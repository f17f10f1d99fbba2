//! Audio device setup and the cpal-backed host.

use color_eyre::eyre::{eyre, Result as EyreResult, WrapErr};
use cpal::traits::{DeviceTrait, HostTrait, StreamTrait};
use ratatui::DefaultTerminal;
use tracing::{error, info};

use shatter_dsp::{
    dsp::DistortionCurve,
    engine::GraphRenderer,
    patch::{BuiltinPreset, FileStore, PresetStore, ScalarParams},
    runtime::{ring_host, scope_ring, AudioHost, Controller, RingHost},
    EngineConfig, Error, ParameterSet, MAX_BLOCK_SIZE,
};

use super::ui::UiApp;

/// Capacity of the control → audio message ring
const MESSAGE_RING_LEN: usize = 64;

/// Output stream plus the control end of its message ring.
///
/// The stream runs for the whole session; a stopped player renders silence.
pub struct CpalHost {
    ring: RingHost,
    _stream: cpal::Stream,
}

impl AudioHost for CpalHost {
    fn start(&mut self, renderer: Box<GraphRenderer>) -> shatter_dsp::Result<()> {
        self.ring.start(renderer)
    }

    fn stop(&mut self) -> shatter_dsp::Result<()> {
        self.ring.stop()
    }

    fn update(&mut self, scalars: ScalarParams, curve: Option<DistortionCurve>) -> shatter_dsp::Result<()> {
        self.ring.update(scalars, curve)
    }
}

pub struct Shatter {
    config: EngineConfig,
    store: PresetStore<FileStore>,
}

impl Shatter {
    pub fn new(config: EngineConfig, store: FileStore) -> EyreResult<Self> {
        Ok(Self {
            config,
            store: PresetStore::new(store),
        })
    }

    /// Open the default device, start the stream and hand over to the UI.
    pub fn run(self, terminal: DefaultTerminal) -> EyreResult<()> {
        let host = cpal::default_host();
        let device = host
            .default_output_device()
            .ok_or_else(|| eyre!("no default output device available"))?;
        let stream_config = device
            .default_output_config()
            .wrap_err("failed to fetch default output config")?;

        let sample_rate = stream_config.sample_rate().0 as f32;
        let channels = stream_config.channels() as usize;
        info!(sample_rate, channels, "opened output device");

        let (ring, player) = ring_host(MESSAGE_RING_LEN);
        let (scope_tx, scope) = scope_ring(
            self.config.scope_ring_len(),
            self.config.analyser_fft_size,
            sample_rate,
        );

        let stream = device
            .build_output_stream(
                &stream_config.into(),
                {
                    let mut player = player.with_scope_tap(Box::new(scope_tx));
                    let mut render_buf = vec![0.0f32; MAX_BLOCK_SIZE];
                    move |data: &mut [f32], _| {
                        let total_frames = data.len() / channels;
                        let mut frames_written = 0;
                        while frames_written < total_frames {
                            let frames_to_render = (total_frames - frames_written).min(MAX_BLOCK_SIZE);

                            let block = &mut render_buf[..frames_to_render];
                            player.render_block(block);

                            // Duplicate mono to all channels
                            let out_off = frames_written * channels;
                            for (i, &s) in block.iter().enumerate() {
                                for ch in 0..channels {
                                    data[out_off + i * channels + ch] = s;
                                }
                            }

                            frames_written += frames_to_render;
                        }
                    }
                },
                |err| error!(error = %err, "output stream error"),
                None,
            )
            .wrap_err("failed to build output stream")?;

        stream.play().wrap_err("failed to start output stream")?;

        let params = self.initial_params()?;
        let cpal_host = CpalHost {
            ring,
            _stream: stream,
        };
        let controller = Controller::from_config(cpal_host, params, sample_rate, &self.config);

        UiApp::new(controller, self.store, scope).run(terminal)
    }

    /// Parameters of the configured start-up preset, built-in or saved.
    fn initial_params(&self) -> EyreResult<ParameterSet> {
        let name = self.config.default_preset.as_str();
        if let Some(preset) = BuiltinPreset::from_name(name) {
            return Ok(preset.params());
        }
        self.store
            .get(name)
            .ok_or_else(|| Error::UnknownPreset(name.to_string()))
            .wrap_err("cannot start with the requested preset")
    }
}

■ ■ ■

▶ Problem requirements: Please print verbatim each line from the first line of the entries above to the line that contains "pub struct CpalHost", inclusive, and nothing more.

▶ Exercise output:
repository f17f10f1d99fbba2
//! Audio device setup and the cpal-backed host.

use color_eyre::eyre::{eyre, Result as EyreResult, WrapErr};
use cpal::traits::{DeviceTrait, HostTrait, StreamTrait};
use ratatui::DefaultTerminal;
use tracing::{error, info};

use shatter_dsp::{
    dsp::DistortionCurve,
    engine::GraphRenderer,
    patch::{BuiltinPreset, FileStore, PresetStore, ScalarParams},
    runtime::{ring_host, scope_ring, AudioHost, Controller, RingHost},
    EngineConfig, Error, ParameterSet, MAX_BLOCK_SIZE,
};

use super::ui::UiApp;

/// Capacity of the control → audio message ring
const MESSAGE_RING_LEN: usize = 64;

/// Output stream plus the control end of its message ring.
///
/// The stream runs for the whole session; a stopped player renders silence.
pub struct CpalHost {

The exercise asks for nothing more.